Biometric initiatives are becoming increasingly common at airports in the U.S. and around the world, a trend that could soon accelerate.
During the first half of next year, the World Travel & Tourism Council (WTTC) hopes to produce a trial project in which participants would experience a seamless biometric journey that stretches beyond airports to their rental car pick-up, hotel, and even their cruise ship.
"The basic principle is that there are many parts of the travel chain that are considering how biometric technology can help to increase security and passenger efficiency," WTTC director of industry affairs Helena Bononi wrote in an email. "Everyone is doing something; no one is doing everything. The role of the WTTC is to bring everyone together to work out exactly how it can all come together."
As the WTTC develops what it is calling its Seamless Traveler Journey initiative, the organization will work with American Airlines, Dallas/Fort Worth Airport (DFW), the TSA and U.S. Customs & Border Protection to move flyers through the airport and onto their flights with only one biometric touch point.

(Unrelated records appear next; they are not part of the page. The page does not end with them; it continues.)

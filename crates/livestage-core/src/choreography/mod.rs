//! Choreography Engine
//!
//! Turns show time, per-avatar offsets and the current energy frame into
//! joint transforms. Poses are additive: a neutral pose plus waveform terms
//! scaled by energy bands. Canon styles delay each rank's phase so the
//! ensemble moves as a visible wave.

mod engine;
mod style;
mod waveform;

pub use engine::{ChoreographyConfig, ChoreographyEngine};
pub use style::{classify_song, ShowPlan, StyleKind, StylePreset};
pub use waveform::Waveform;
//! Audio input for the show engine
//!
//! The engine never decodes audio. It polls a byte-magnitude spectrum from a
//! [`SpectrumSource`] once per tick and reduces it to an [`EnergyFrame`].

pub mod analyzer;
pub mod energy;

pub use analyzer::{SpectrumAnalyzer, SpectrumAnalyzerConfig};
pub use energy::{BandLayout, EnergyExtractor, EnergyFrame};

/// Polled snapshot of frequency-bin magnitudes (0-255 per bin)
pub trait SpectrumSource {
    /// Latest magnitudes, or `None` while no audio is being analyzed
    fn frequency_data(&self) -> Option<&[u8]>;
}

impl SpectrumSource for Vec<u8> {
    fn frequency_data(&self) -> Option<&[u8]> {
        Some(self.as_slice())
    }
}

impl<T: SpectrumSource> SpectrumSource for Option<T> {
    fn frequency_data(&self) -> Option<&[u8]> {
        self.as_ref().and_then(|source| source.frequency_data())
    }
}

The trial will be used on flights between Dallas and London Heathrow, said DFW's CEO, Sean Donohue. On both legs of the journey, flyers who opt in to the trial would submit to a biometric identity verification through facial recognition at the check-in kiosk, then go hands-free all the way to the plane. Those passengers won't have to display a boarding pass or passport at bag check, security or the boarding gate. They'd also stay hands-free at the end of the flight upon entry into the U.S. or U.K., Donohue explained.
Such a biometric journey, while still quite rare, is not unheard of. The first end-to-end airport biometric trial debuted on flights between Aruba and Amsterdam in 2015.

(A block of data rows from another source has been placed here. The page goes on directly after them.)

//! Light rig and stage dynamics
//!
//! Spotlights, lasers and orbital rings driven by the energy frame, plus the
//! lifting stage platform the performers stand on. The cheer counter scales
//! spotlight intensity through a logarithmic crowd factor.

use glam::Vec3;
use palette::Srgb;
use serde::{Deserialize, Serialize};

use crate::audio::EnergyFrame;
use crate::avatar::color_from_hue;
use crate::{CoreError, Result};

/// Light rig tuning
#[derive(Debug, Clone, PartialEq, Serialize, Deserialize)]
#[serde(default)]
pub struct LightingConfig {
    /// Number of spotlights
    pub spot_count: usize,
    /// Number of lasers
    pub laser_count: usize,
    /// Number of orbital rings
    pub ring_count: usize,
    /// Spot intensity with no bass
    pub spot_base_intensity: f32,
    /// Extra spot intensity at full bass
    pub spot_bass_gain: f32,
    /// Spot intensity on a peak tick
    pub spot_peak_intensity: f32,
    /// Crowd factor gain: intensity × `1 + gain·ln(1 + cheers)`
    pub cheer_gain: f32,
    /// Resting stage platform height
    pub stage_base_height: f32,
    /// Stage lift at full mid
    pub stage_lift: f32,
    /// Height of performer roots above the platform
    pub performer_height: f32,
}

impl Default for LightingConfig {
    fn default() -> Self {
        Self {
            spot_count: 24,
            laser_count: 24,
            ring_count: 4,
            spot_base_intensity: 50.0,
            spot_bass_gain: 120.0,
            spot_peak_intensity: 250.0,
            cheer_gain: 0.1,
            stage_base_height: 6.0,
            stage_lift: 10.0,
            performer_height: 5.5,
        }
    }
}

impl LightingConfig {
    /// Validate gains
    pub fn validate(&self) -> Result<()> {
        if !(self.cheer_gain >= 0.0) {
            return Err(CoreError::InvalidConfig(
                "cheer_gain must not be negative".to_string(),
            ));
        }
        Ok(())
    }
}

/// Moving spotlight
#[derive(Debug, Clone, PartialEq)]
pub struct Spotlight {
    /// Position
    pub position: Vec3,
    /// Intensity after the crowd factor
    pub intensity: f32,
    /// Color
    pub color: Srgb,
}

/// Swinging laser beam
#[derive(Debug, Clone, Copy, PartialEq)]
pub struct Laser {
    /// Mount position
    pub position: Vec3,
    /// Swing angle around z
    pub rotation_z: f32,
    /// Beam opacity
    pub opacity: f32,
    /// Length multiplier
    pub length_scale: f32,
}

/// Spinning ring above the stage
#[derive(Debug, Clone, Copy, PartialEq)]
pub struct OrbitalRing {
    /// Radius
    pub radius: f32,
    /// Height above the floor
    pub height: f32,
    /// Accumulated spin
    pub rotation_y: f32,
    /// Uniform scale
    pub scale: f32,
}

/// All stage lights and the platform height
#[derive(Debug, Clone)]
pub struct LightRig {
    config: LightingConfig,
    spots: Vec<Spotlight>,
    lasers: Vec<Laser>,
    rings: Vec<OrbitalRing>,
    stage_height: f32,
    crowd_factor: f32,
}

impl LightRig {
    /// Build the rig in its resting layout
    pub fn new(config: LightingConfig) -> Result<Self> {
        config.validate()?;

        let centered = |i: usize, count: usize, spacing: f32| {
            (i as f32 - (count as f32 - 1.0) / 2.0) * spacing
        };

        let spots = (0..config.spot_count)
            .map(|i| Spotlight {
                position: Vec3::new(centered(i, config.spot_count, 18.0), 180.0, -50.0),
                intensity: 80.0,
                color: Srgb::new(1.0, 1.0, 1.0),
            })
            .collect();
        let lasers = (0..config.laser_count)
            .map(|i| Laser {
                position: Vec3::new(centered(i, config.laser_count, 15.0), 300.0, -60.0),
                rotation_z: 0.0,
                opacity: 0.4,
                length_scale: 1.0,
            })
            .collect();
        let rings = (0..config.ring_count)
            .map(|i| OrbitalRing {
                radius: 100.0 + i as f32 * 25.0,
                height: 60.0 + i as f32 * 15.0,
                rotation_y: 0.0,
                scale: 1.0,
            })
            .collect();

        Ok(Self {
            stage_height: config.stage_base_height,
            config,
            spots,
            lasers,
            rings,
            crowd_factor: 1.0,
        })
    }

    /// Spotlights
    pub fn spots(&self) -> &[Spotlight] {
        &self.spots
    }

    /// Lasers
    pub fn lasers(&self) -> &[Laser] {
        &self.lasers
    }

    /// Orbital rings
    pub fn rings(&self) -> &[OrbitalRing] {
        &self.rings
    }

    /// Current platform height
    pub fn stage_height(&self) -> f32 {
        self.stage_height
    }

    /// Height performer roots should stand at
    pub fn performer_floor(&self) -> f32 {
        self.stage_height + self.config.performer_height
    }

    /// Current crowd factor
    pub fn crowd_factor(&self) -> f32 {
        self.crowd_factor
    }

    /// Intensity multiplier for a cheer count
    pub fn crowd_factor_for(&self, cheer_count: u64) -> f32 {
        1.0 + self.config.cheer_gain * (cheer_count as f32).ln_1p()
    }

    /// Advance one tick
    pub fn update(&mut self, wall_secs: f64, energy: &EnergyFrame, cheer_count: u64) {
        let t = wall_secs;
        let bass = energy.bass;

        self.stage_height = self.config.stage_base_height
            + (t * 0.6).sin() as f32 * self.config.stage_lift * energy.mid;
        self.crowd_factor = self.crowd_factor_for(cheer_count);

        let base_intensity = if energy.peak {
            self.config.spot_peak_intensity
        } else {
            self.config.spot_base_intensity + bass * self.config.spot_bass_gain
        };
        let intensity = base_intensity * self.crowd_factor;
        for (i, spot) in self.spots.iter_mut().enumerate() {
            let hue = (t * 0.04 + i as f64 * 0.06).rem_euclid(1.0) as f32;
            spot.intensity = intensity;
            spot.color = color_from_hue(hue, 0.5);
            spot.position.x = (t * 0.15 + i as f64).sin() as f32 * 200.0;
        }

        for (i, laser) in self.lasers.iter_mut().enumerate() {
            laser.rotation_z = (t * 0.6 + i as f64 * 0.5).sin() as f32 * 0.6;
            laser.opacity = energy.mid * if i % 3 == 0 { 0.3 } else { 0.9 };
            laser.length_scale = 1.0 + energy.high * 3.0;
        }

        for (i, ring) in self.rings.iter_mut().enumerate() {
            ring.rotation_y = (ring.rotation_y + (0.012 + i as f32 * 0.012) * (1.2 + bass))
                .rem_euclid(std::f32::consts::TAU);
            ring.scale = 1.0 + bass * 0.15;
        }
    }
}

#[cfg(test)]
mod tests {
    use super::*;

    fn rig() -> LightRig {
        LightRig::new(LightingConfig::default()).unwrap()
    }

    #[test]
    fn test_layout() {
        let rig = rig();
        assert_eq!(rig.spots().len(), 24);
        assert_eq!(rig.lasers().len(), 24);
        assert_eq!(rig.rings().len(), 4);
        assert_eq!(rig.lasers()[0].position.x, -11.5 * 15.0);
        assert_eq!(rig.rings()[3].radius, 175.0);
        assert_eq!(rig.performer_floor(), 11.5);
    }

    #[test]
    fn test_spot_intensity() {
        let mut rig = rig();
        let energy = EnergyFrame {
            bass: 0.5,
            ..Default::default()
        };
        rig.update(1.0, &energy, 0);
        assert!(rig.spots().iter().all(|s| (s.intensity - 110.0).abs() < 1e-4));

        let peak = EnergyFrame {
            bass: 0.95,
            peak: true,
            ..Default::default()
        };
        rig.update(1.0, &peak, 0);
        assert_eq!(rig.spots()[5].intensity, 250.0);
    }

    #[test]
    fn test_cheers_brighten_spots() {
        let mut rig = rig();
        rig.update(1.0, &EnergyFrame::SILENT, 0);
        let quiet = rig.spots()[0].intensity;
        rig.update(1.0, &EnergyFrame::SILENT, 1000);
        let loud = rig.spots()[0].intensity;

        let expected = 1.0 + 0.1 * (1001f32).ln();
        assert!((loud / quiet - expected).abs() < 1e-4);
        assert!(rig.crowd_factor_for(5) < rig.crowd_factor_for(6));
    }

    #[test]
    fn test_stage_lifts_with_mid() {
        let mut rig = rig();
        let t = std::f64::consts::PI / 1.2; // sin(0.6t) = 1
        rig.update(t, &EnergyFrame::SILENT, 0);
        assert!((rig.stage_height() - 6.0).abs() < 1e-5);

        let energy = EnergyFrame {
            mid: 0.5,
            ..Default::default()
        };
        rig.update(t, &energy, 0);
        assert!((rig.stage_height() - 11.0).abs() < 1e-4);
    }

    #[test]
    fn test_lasers_follow_mid_and_high() {
        let mut rig = rig();
        let energy = EnergyFrame {
            mid: 1.0,
            high: 0.5,
            ..Default::default()
        };
        rig.update(0.0, &energy, 0);
        assert_eq!(rig.lasers()[0].opacity, 0.3);
        assert_eq!(rig.lasers()[1].opacity, 0.9);
        assert_eq!(rig.lasers()[2].length_scale, 2.5);
    }

    #[test]
    fn test_rings_spin_faster_with_bass() {
        let mut calm = rig();
        let mut loud = rig();
        calm.update(0.0, &EnergyFrame::SILENT, 0);
        loud.update(
            0.0,
            &EnergyFrame {
                bass: 1.0,
                ..Default::default()
            },
            0,
        );
        assert!(loud.rings()[0].rotation_y > calm.rings()[0].rotation_y);
        assert!((loud.rings()[0].scale - 1.15).abs() < 1e-6);
    }

    #[test]
    fn test_ring_rotation_stays_wrapped() {
        let mut rig = rig();
        let loud = EnergyFrame {
            bass: 1.0,
            ..Default::default()
        };
        // Three hours at 60 fps
        for frame in 0..648_000 {
            rig.update(frame as f64 / 60.0, &loud, 0);
        }
        for ring in rig.rings() {
            assert!((0.0..=std::f32::consts::TAU).contains(&ring.rotation_y));
        }
    }
}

Notably, Delta will enable the U.S.'s first fully biometric airport journey by Dec. 1 on flights out of its Atlanta hub, Hartsfield-Jackson Airport. Along with Heathrow, other airports that have end-to-end biometric projects in the works include Dubai and India's Bangalore.
But what is to set the WTTC trial apart is that the biometric trial is also to include the participation of Hertz, Hilton and MSC Cruises. As such, trial participants' single-touch-point journey would extend to their car rental pickup, hotel check-in and cruise check-in.
Donohue said the key goal of the trial is to foster methods that will enable more biometric integrations that reach outward from airports to other players in the travel journey.
"We're not doing this just for the participants," he said. "We're doing this so we can collect data. We are doing this for some justification so that we can encourage it to spread quicker."
In the WTTC's role as facilitator for the Seamless Traveler Journey pilot, WTTC communications adviser Toby Nicol said, the organization's duty is to identify a framework that will enable Hertz, MSC and Hilton to work with the airports and government agencies.
Nicol said precise details of the trial haven't been worked out yet. One key issue is to make sure that the various parties receive only the minimum necessary biometric information about each individual.
For example, he said, an airline might have your flight information or whether you've ordered a halal meal, but the car rental agency wouldn't need that. In contrast, the airport wouldn't need to know where you are staying during a trip, though the hotel would obviously need such information.
Simply put, Nicol said, the various parties will need the proper information to confirm one's identity biometrically but not enough to create privacy concerns.
As far as the functionality of the pilot program, Nicol said, participants should be able to go through the airport, collect a rental car, check into a hotel and board a cruise via facial recognition, all through a singular biometric enrollment.